I’m tempted to work on a new WordPress-based website for my one-name study, as I did for my Coldingham and Melrose one-place studies. But at the moment I’m not sure that’s a good use of my limited energy. Not least because my existing Cavers blog is also acting well as a repository for ideas / sharing.

I’d definitely like to blog more Cavers family lineages, and also stories of interesting people, references to Cavers people in early newspapers etc. That should become easier as more Scottish Borders papers are added to the British Newspaper Archive in digital form online.

The Cavers Y-DNA Project continues, and I’d like to do at least a couple more DNA blog posts.
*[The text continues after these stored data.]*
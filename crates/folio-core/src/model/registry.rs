use crate::{
    model::{AttributeKind, DocumentType, SchemaError, TypeKind},
    value::Status,
};
use std::collections::{BTreeMap, BTreeSet};

///
/// SchemaRegistry
///
/// Read-only registry of every document and component type.
/// Built once at startup and shared behind an `Arc`.
///

#[derive(Debug, Default)]
pub struct SchemaRegistry {
    types: BTreeMap<String, DocumentType>,
}

impl SchemaRegistry {
    #[must_use]
    pub fn builder() -> SchemaRegistryBuilder {
        SchemaRegistryBuilder::default()
    }

    #[must_use]
    pub fn get(&self, name: &str) -> Option<&DocumentType> {
        self.types.get(name)
    }

    pub fn try_get(&self, name: &str) -> Result<&DocumentType, SchemaError> {
        self.get(name)
            .ok_or_else(|| SchemaError::UnknownType(name.to_string()))
    }

    /// Resolve a collection type; components cannot be queried directly.
    pub fn try_collection(&self, name: &str) -> Result<&DocumentType, SchemaError> {
        let doc_type = self.try_get(name)?;
        if doc_type.kind() != TypeKind::Collection {
            return Err(SchemaError::UnknownType(name.to_string()));
        }

        Ok(doc_type)
    }

    /// Iterate registered types in name order.
    pub fn iter(&self) -> impl Iterator<Item = &DocumentType> {
        self.types.values()
    }

    #[must_use]
    pub fn len(&self) -> usize {
        self.types.len()
    }

    #[must_use]
    pub fn is_empty(&self) -> bool {
        self.types.is_empty()
    }
}

impl DocumentType {
    /// Normalize a requested status against this type's draft/publish support.
    ///
    /// Draft/publish types default to `Published`. Other types accept no
    /// status or `Published` (normalized to none); `Draft` is rejected.
    pub fn resolve_status(&self, status: Option<Status>) -> Result<Option<Status>, SchemaError> {
        if self.has_draft_and_publish() {
            return Ok(Some(status.unwrap_or(Status::Published)));
        }

        match status {
            None | Some(Status::Published) => Ok(None),
            Some(status) => Err(SchemaError::UnsupportedStatus {
                doc_type: self.name().to_string(),
                status: status.to_string(),
            }),
        }
    }
}

///
/// SchemaRegistryBuilder
///

#[derive(Debug, Default)]
pub struct SchemaRegistryBuilder {
    types: Vec<DocumentType>,
}

impl SchemaRegistryBuilder {
    #[must_use]
    pub fn register(mut self, doc_type: DocumentType) -> Self {
        self.types.push(doc_type);
        self
    }

    /// Validate cross-type references and freeze the registry.
    pub fn build(self) -> Result<SchemaRegistry, SchemaError> {
        let mut types = BTreeMap::new();
        for doc_type in self.types {
            let doc_type = doc_type.with_system_attributes();
            let name = doc_type.name().to_string();
            if types.contains_key(&name) {
                return Err(SchemaError::DuplicateType(name));
            }
            types.insert(name, doc_type);
        }

        for doc_type in types.values() {
            validate_type(&types, doc_type)?;
        }

        Ok(SchemaRegistry { types })
    }
}

fn validate_type(
    types: &BTreeMap<String, DocumentType>,
    doc_type: &DocumentType,
) -> Result<(), SchemaError> {
    let mut seen = BTreeSet::new();

    for attr in doc_type.attributes() {
        if !seen.insert(attr.name.as_str()) {
            return Err(SchemaError::DuplicateAttribute {
                doc_type: doc_type.name().to_string(),
                field: attr.name.clone(),
            });
        }

        let (targets, expected) = match &attr.kind {
            AttributeKind::Scalar(_) => continue,
            AttributeKind::RelationOne { target } | AttributeKind::RelationMany { target } => {
                (vec![target], TypeKind::Collection)
            }
            AttributeKind::Polymorphic { variants } => {
                (variants.iter().collect(), TypeKind::Collection)
            }
            AttributeKind::DynamicZone { variants } => {
                (variants.iter().collect(), TypeKind::Component)
            }
        };

        for target in targets {
            let found = types.get(target).map(DocumentType::kind);
            if found != Some(expected) {
                return Err(SchemaError::UnknownTarget {
                    doc_type: doc_type.name().to_string(),
                    field: attr.name.clone(),
                    target: target.clone(),
                    expected: match expected {
                        TypeKind::Collection => "collection",
                        TypeKind::Component => "component",
                    },
                });
            }
        }
    }

    for name in doc_type.variant_default_populate() {
        let attr = doc_type.try_attribute(name)?;
        if !attr.kind.is_populatable() {
            return Err(SchemaError::Definition(format!(
                "default populate entry '{name}' on '{}' is not a relation",
                doc_type.name()
            )));
        }
    }

    Ok(())
}
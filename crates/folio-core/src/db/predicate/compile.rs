//! Module: predicate::compile
//! Responsibility: schema-aware validation and lowering of `FilterNode` trees.
//! Does not own: evaluation semantics or caching.
//! Boundary: the only constructor of `Predicate` values from caller input.

use crate::{
    db::predicate::{
        ComparePredicate, FieldKind, FieldPath, FilterError, FilterNode, FilterOp, Operand,
        OperatorError, PathHop, Predicate, semantics,
    },
    model::{AttributeKind, DocumentType, ScalarKind, SchemaError, SchemaRegistry},
    value::Value,
};
use std::cmp::Ordering;

/// Compile a filter tree against `doc_type`.
///
/// Pure: the same tree and schema always produce the same predicate.
pub fn compile(
    registry: &SchemaRegistry,
    doc_type: &DocumentType,
    node: &FilterNode,
) -> Result<Predicate, FilterError> {
    match node {
        FilterNode::And(children) => {
            compile_children(registry, doc_type, children, "$and").map(Predicate::And)
        }
        FilterNode::Or(children) => {
            compile_children(registry, doc_type, children, "$or").map(Predicate::Or)
        }
        FilterNode::Not(child) => Ok(Predicate::Not(Box::new(compile(
            registry, doc_type, child,
        )?))),
        FilterNode::Leaf { path, op, operand } => {
            let path = resolve_path(registry, doc_type, path)?;
            let compare = compile_leaf(path, *op, operand)?;

            Ok(Predicate::Compare(compare))
        }
    }
}

fn compile_children(
    registry: &SchemaRegistry,
    doc_type: &DocumentType,
    children: &[FilterNode],
    op: &'static str,
) -> Result<Vec<Predicate>, FilterError> {
    if children.is_empty() {
        return Err(OperatorError::EmptyCombinator { op }.into());
    }

    children
        .iter()
        .map(|child| compile(registry, doc_type, child))
        .collect()
}

/// Resolve a dotted path; every segment but the last must be a relation.
fn resolve_path(
    registry: &SchemaRegistry,
    root: &DocumentType,
    path: &str,
) -> Result<FieldPath, SchemaError> {
    let segments: Vec<&str> = path.split('.').collect();
    let Some((field, relations)) = segments.split_last() else {
        return Err(SchemaError::UnknownField {
            doc_type: root.name().to_string(),
            field: path.to_string(),
        });
    };

    let mut current = root;
    let mut hops = Vec::with_capacity(relations.len());
    for segment in relations {
        let attr = current.try_attribute(segment)?;
        let target = match &attr.kind {
            AttributeKind::RelationOne { target } | AttributeKind::RelationMany { target } => {
                target
            }
            other => {
                return Err(SchemaError::NotTraversable {
                    doc_type: current.name().to_string(),
                    field: (*segment).to_string(),
                    kind: other.label(),
                });
            }
        };
        hops.push(PathHop {
            attribute: attr.name.clone(),
            target: target.clone(),
        });
        current = registry.try_get(target)?;
    }

    let attr = current.try_attribute(field)?;
    let kind = attr
        .kind
        .scalar()
        .map_or(FieldKind::Relation, FieldKind::Scalar);

    Ok(FieldPath {
        hops,
        field: attr.name.clone(),
        kind,
    })
}

fn compile_leaf(
    path: FieldPath,
    op: FilterOp,
    operand: &Value,
) -> Result<ComparePredicate, OperatorError> {
    if op.is_presence() {
        return Ok(ComparePredicate {
            path,
            op,
            operand: Operand::None,
        });
    }

    let field = path.dotted();
    let kind = match path.kind {
        FieldKind::Scalar(kind) if kind != ScalarKind::Json => kind,
        FieldKind::Scalar(kind) => return Err(not_supported(op, field, kind.label())),
        FieldKind::Relation => return Err(not_supported(op, field, "relation")),
    };
    if op.is_text_only() && kind != ScalarKind::Text {
        return Err(not_supported(op, field, kind.label()));
    }
    if op.is_ordering() && !kind.is_orderable() {
        return Err(not_supported(op, field, kind.label()));
    }

    let operand = match op {
        FilterOp::In | FilterOp::NotIn => {
            let items = match operand {
                Value::List(items) => items.as_slice(),
                single => std::slice::from_ref(single),
            };
            let items = items
                .iter()
                .map(|item| coerce(kind, op, &field, item))
                .collect::<Result<Vec<_>, _>>()?;

            Operand::Many(items)
        }
        FilterOp::Between => {
            let Some([low, high]) = operand.as_list().map(Vec::as_slice).and_then(|items| {
                <&[Value; 2]>::try_from(items).ok()
            }) else {
                return Err(OperatorError::OperandKind {
                    op,
                    field,
                    expected: "a [low, high] pair",
                    found: operand.kind_label(),
                });
            };
            let low = coerce(kind, op, &field, low)?;
            let high = coerce(kind, op, &field, high)?;
            if semantics::compare_order(&low, &high) == Some(Ordering::Greater) {
                return Err(OperatorError::InvalidRange { field });
            }

            Operand::Range(low, high)
        }
        _ => Operand::One(coerce(kind, op, &field, operand)?),
    };

    Ok(ComparePredicate { path, op, operand })
}

// Operands must match the attribute's family; no implicit cross-kind coercion.
fn coerce(
    kind: ScalarKind,
    op: FilterOp,
    field: &str,
    operand: &Value,
) -> Result<Value, OperatorError> {
    semantics::normalize(kind, operand).ok_or_else(|| OperatorError::OperandKind {
        op,
        field: field.to_string(),
        expected: match kind {
            ScalarKind::Text => "text",
            ScalarKind::Integer | ScalarKind::Float => "a number",
            ScalarKind::Boolean => "a boolean",
            ScalarKind::DateTime => "an RFC 3339 or YYYY-MM-DD date",
            ScalarKind::Json => "json",
        },
        found: operand.kind_label(),
    })
}

fn not_supported(op: FilterOp, field: String, kind: &'static str) -> OperatorError {
    OperatorError::NotSupported { op, field, kind }
}
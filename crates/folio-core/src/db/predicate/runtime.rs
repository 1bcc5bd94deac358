use crate::{
    db::predicate::{
        ComparePredicate, FieldKind, FilterOp, Operand, Predicate,
        semantics::{self, TextOp},
    },
    value::{Document, DocumentId, TextMode, Value},
};
use std::cmp::Ordering;

///
/// ReferenceLookup
///
/// Lookup capability used to follow relation hops during evaluation.
/// Adapters implement it over whatever they hold while filtering.
///

pub trait ReferenceLookup {
    fn lookup(&self, doc_type: &str, id: &DocumentId) -> Option<&Document>;
}

///
/// NoLookup
///
/// Resolves nothing; relation paths only see already-populated documents.
///

#[derive(Clone, Copy, Debug, Default)]
pub struct NoLookup;

impl ReferenceLookup for NoLookup {
    fn lookup(&self, _: &str, _: &DocumentId) -> Option<&Document> {
        None
    }
}

impl Predicate {
    /// Evaluate against one document. Children are visited in declaration order.
    #[must_use]
    pub fn matches(&self, document: &Document, lookup: &dyn ReferenceLookup) -> bool {
        match self {
            Self::True => true,
            Self::And(children) => children.iter().all(|child| child.matches(document, lookup)),
            Self::Or(children) => children.iter().any(|child| child.matches(document, lookup)),
            Self::Not(inner) => !inner.matches(document, lookup),
            Self::Compare(cmp) => eval_compare(cmp, document, lookup),
        }
    }
}

// Relation hops are existential: any reached document satisfying the leaf matches.
fn eval_compare(cmp: &ComparePredicate, document: &Document, lookup: &dyn ReferenceLookup) -> bool {
    // Empty membership sets decide the leaf before any hop is walked.
    if let Some(matches) = empty_membership(cmp) {
        return matches;
    }
    if cmp.path.hops.is_empty() {
        return eval_leaf(cmp, document.value_of(&cmp.path.field).as_ref());
    }

    let mut frontier: Vec<&Document> = vec![document];
    for hop in &cmp.path.hops {
        let mut next = Vec::new();
        for doc in frontier {
            if let Some(value) = doc.get(&hop.attribute) {
                related(value, &hop.target, lookup, &mut next);
            }
        }
        frontier = next;
    }

    frontier
        .into_iter()
        .any(|doc| eval_leaf(cmp, doc.value_of(&cmp.path.field).as_ref()))
}

// Populated documents are used in place; bare references go through the lookup.
fn related<'a>(
    value: &'a Value,
    target: &str,
    lookup: &'a dyn ReferenceLookup,
    out: &mut Vec<&'a Document>,
) {
    match value {
        Value::Ref(id) => out.extend(lookup.lookup(target, id)),
        Value::Doc(document) => out.push(document),
        Value::List(items) => {
            for item in items {
                related(item, target, lookup, out);
            }
        }
        _ => {}
    }
}

fn empty_membership(cmp: &ComparePredicate) -> Option<bool> {
    match &cmp.operand {
        Operand::Many(items) if items.is_empty() && matches!(cmp.op, FilterOp::In | FilterOp::NotIn) => {
            Some(cmp.op == FilterOp::NotIn)
        }
        _ => None,
    }
}

fn eval_leaf(cmp: &ComparePredicate, actual: Option<&Value>) -> bool {
    let present = actual.filter(|value| !is_absent(value));

    match cmp.op {
        FilterOp::Null => return present.is_none(),
        FilterOp::NotNull => return present.is_some(),
        _ => {}
    }

    let FieldKind::Scalar(kind) = cmp.path.kind else {
        return false;
    };
    let Some(actual) = present.and_then(|value| semantics::normalize(kind, value)) else {
        return false;
    };

    // NOTE: invalid comparisons yield None; eval treats that as false for
    // positive and negative operators alike.
    match (cmp.op, &cmp.operand) {
        (FilterOp::Eq, Operand::One(v)) => eq(&actual, v, TextMode::Cs).unwrap_or(false),
        (FilterOp::Eqi, Operand::One(v)) => eq(&actual, v, TextMode::Ci).unwrap_or(false),
        (FilterOp::Ne, Operand::One(v)) => eq(&actual, v, TextMode::Cs).is_some_and(|m| !m),
        (FilterOp::Nei, Operand::One(v)) => eq(&actual, v, TextMode::Ci).is_some_and(|m| !m),

        (FilterOp::Lt, Operand::One(v)) => order(&actual, v).is_some_and(Ordering::is_lt),
        (FilterOp::Lte, Operand::One(v)) => order(&actual, v).is_some_and(Ordering::is_le),
        (FilterOp::Gt, Operand::One(v)) => order(&actual, v).is_some_and(Ordering::is_gt),
        (FilterOp::Gte, Operand::One(v)) => order(&actual, v).is_some_and(Ordering::is_ge),
        (FilterOp::Between, Operand::Range(low, high)) => {
            order(&actual, low).is_some_and(Ordering::is_ge)
                && order(&actual, high).is_some_and(Ordering::is_le)
        }

        (FilterOp::In, Operand::Many(items)) => in_list(&actual, items).unwrap_or(false),
        (FilterOp::NotIn, Operand::Many(items)) => in_list(&actual, items).is_some_and(|m| !m),

        (FilterOp::Contains, Operand::One(v)) => text(&actual, v, TextOp::Contains, TextMode::Cs),
        (FilterOp::Containsi, Operand::One(v)) => text(&actual, v, TextOp::Contains, TextMode::Ci),
        (FilterOp::NotContains, Operand::One(v)) => {
            semantics::compare_text(&actual, v, TextOp::Contains, TextMode::Cs)
                .is_some_and(|m| !m)
        }
        (FilterOp::NotContainsi, Operand::One(v)) => {
            semantics::compare_text(&actual, v, TextOp::Contains, TextMode::Ci)
                .is_some_and(|m| !m)
        }
        (FilterOp::StartsWith, Operand::One(v)) => {
            text(&actual, v, TextOp::StartsWith, TextMode::Cs)
        }
        (FilterOp::StartsWithi, Operand::One(v)) => {
            text(&actual, v, TextOp::StartsWith, TextMode::Ci)
        }
        (FilterOp::EndsWith, Operand::One(v)) => text(&actual, v, TextOp::EndsWith, TextMode::Cs),
        (FilterOp::EndsWithi, Operand::One(v)) => {
            text(&actual, v, TextOp::EndsWith, TextMode::Ci)
        }

        _ => false,
    }
}

// Null, and relation lists with no reference, count as absent.
const fn is_absent(value: &Value) -> bool {
    match value {
        Value::Null => true,
        Value::List(items) => items.is_empty(),
        _ => false,
    }
}

fn eq(actual: &Value, operand: &Value, mode: TextMode) -> Option<bool> {
    semantics::compare_eq(actual, operand, mode)
}

fn order(actual: &Value, operand: &Value) -> Option<Ordering> {
    semantics::compare_order(actual, operand)
}

fn text(actual: &Value, operand: &Value, op: TextOp, mode: TextMode) -> bool {
    semantics::compare_text(actual, operand, op, mode).unwrap_or(false)
}

fn in_list(actual: &Value, items: &[Value]) -> Option<bool> {
    let mut saw_valid = false;
    for item in items {
        match semantics::compare_eq(actual, item, TextMode::Cs) {
            Some(true) => return Some(true),
            Some(false) => saw_valid = true,
            None => {}
        }
    }

    saw_valid.then_some(false)
}
//! Module: store
//! Responsibility: the storage adapter contract consumed by the engine.
//! Does not own: persistence; adapters decide how documents are stored.
//! Boundary: every read and write the engine performs goes through `DocumentStore`.

mod memory;


use crate::{
    db::predicate::Predicate,
    error::AdapterError,
    value::{Document, DocumentId, Fields, Status},
};
use async_trait::async_trait;
use std::{collections::BTreeSet, fmt};

pub use memory::MemoryStore;

///
/// DocumentStore
///
/// Storage adapter contract. Implementations must honor predicates exactly
/// as `Predicate::matches` evaluates them and must be cancel-safe: the
/// engine drops in-flight futures when the caller's token fires.
///

#[async_trait]
pub trait DocumentStore: Send + Sync {
    /// Count documents of `doc_type` matching `predicate` at `status`.
    async fn count(
        &self,
        doc_type: &str,
        predicate: &Predicate,
        status: Option<Status>,
    ) -> Result<u64, AdapterError>;

    /// Fetch one bounded, ordered page of matching documents.
    async fn fetch_page(
        &self,
        doc_type: &str,
        predicate: &Predicate,
        status: Option<Status>,
        window: &FetchWindow,
    ) -> Result<Vec<Document>, AdapterError>;

    /// Fetch documents by identifier, keeping only those that match `filter`.
    /// Missing identifiers are skipped; order follows `ids`.
    async fn fetch_by_references(
        &self,
        doc_type: &str,
        ids: &[DocumentId],
        filter: Option<&Predicate>,
        projection: &Projection,
        status: Option<Status>,
    ) -> Result<Vec<Document>, AdapterError>;

    /// Apply one write. Returns the affected document, or `None` when the
    /// target does not exist.
    async fn write(&self, doc_type: &str, op: WriteOp) -> Result<Option<Document>, AdapterError>;
}

///
/// FetchWindow
///

#[derive(Clone, Debug, Default, Eq, PartialEq)]
pub struct FetchWindow {
    pub start: u64,
    pub limit: u32,
    pub sort: Vec<SortSpec>,
    pub projection: Projection,
}

///
/// Projection
///
/// Stored attributes returned by a fetch. Identity and status are always
/// returned.
///

#[derive(Clone, Debug, Default, Eq, PartialEq)]
pub enum Projection {
    #[default]
    All,
    Only(BTreeSet<String>),
}

impl Projection {
    #[must_use]
    pub fn only<I, S>(fields: I) -> Self
    where
        I: IntoIterator<Item = S>,
        S: Into<String>,
    {
        Self::Only(fields.into_iter().map(Into::into).collect())
    }

    #[must_use]
    pub fn includes(&self, field: &str) -> bool {
        match self {
            Self::All => true,
            Self::Only(fields) => fields.contains(field),
        }
    }

    /// Add attributes that must survive projection (e.g. populated relations).
    pub fn extend<I, S>(&mut self, fields: I)
    where
        I: IntoIterator<Item = S>,
        S: Into<String>,
    {
        if let Self::Only(set) = self {
            set.extend(fields.into_iter().map(Into::into));
        }
    }

    /// Apply this projection to a fetched document.
    #[must_use]
    pub fn apply(&self, mut document: Document) -> Document {
        self.retain(&mut document);
        document
    }

    pub fn retain(&self, document: &mut Document) {
        if let Self::Only(fields) = self {
            document.retain_fields(|name| fields.contains(name));
        }
    }
}

///
/// SortDirection
///

#[derive(Clone, Copy, Debug, Default, Eq, PartialEq)]
pub enum SortDirection {
    #[default]
    Asc,
    Desc,
}

///
/// SortSpec
///

#[derive(Clone, Debug, Eq, PartialEq)]
pub struct SortSpec {
    pub field: String,
    pub direction: SortDirection,
}

impl SortSpec {
    #[must_use]
    pub fn asc(field: impl Into<String>) -> Self {
        Self {
            field: field.into(),
            direction: SortDirection::Asc,
        }
    }

    #[must_use]
    pub fn desc(field: impl Into<String>) -> Self {
        Self {
            field: field.into(),
            direction: SortDirection::Desc,
        }
    }

    /// Parse `field`, `field:asc`, or `field:desc`.
    #[must_use]
    pub fn parse(input: &str) -> Option<Self> {
        let (field, direction) = match input.split_once(':') {
            None => (input, SortDirection::Asc),
            Some((field, dir)) if dir.eq_ignore_ascii_case("asc") => (field, SortDirection::Asc),
            Some((field, dir)) if dir.eq_ignore_ascii_case("desc") => (field, SortDirection::Desc),
            Some(_) => return None,
        };
        if field.is_empty() {
            return None;
        }

        Some(Self {
            field: field.to_string(),
            direction,
        })
    }
}

impl fmt::Display for SortSpec {
    fn fmt(&self, f: &mut fmt::Formatter<'_>) -> fmt::Result {
        let dir = match self.direction {
            SortDirection::Asc => "asc",
            SortDirection::Desc => "desc",
        };
        write!(f, "{}:{dir}", self.field)
    }
}

///
/// WriteOp
///

#[derive(Clone, Debug, PartialEq)]
pub enum WriteOp {
    /// Create a document. Draft/publish types create a draft and, with
    /// `Published`, publish it in the same write.
    Create {
        data: Fields,
        status: Option<Status>,
    },
    /// Merge `data` into an existing document.
    Update {
        id: DocumentId,
        data: Fields,
        status: Option<Status>,
    },
    /// Remove every version; returns the removed snapshot.
    Delete { id: DocumentId },
    Publish { id: DocumentId },
    Unpublish { id: DocumentId },
}

impl WriteOp {
    #[must_use]
    pub const fn label(&self) -> &'static str {
        match self {
            Self::Create { .. } => "create",
            Self::Update { .. } => "update",
            Self::Delete { .. } => "delete",
            Self::Publish { .. } => "publish",
            Self::Unpublish { .. } => "unpublish",
        }
    }
}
The first will consider the issue of comparing Douglas vs Cavers DNA – not quite as my first impressions suggested, and more complex a story. And I very much want to blog about the potential of autosomal DNA testing for the Cavers one-name study, given my recent successes. I may well widen the DNA study to accept autosomal tests next year.

It would also be nice to blog more provocative articles which raise questions, or throw up suggestions for further research. For example I did a medical blog post in the last year, which led to quite a bit of discussion. It would be good to see more along these lines.

Many ideas anyway. Looking forward to it!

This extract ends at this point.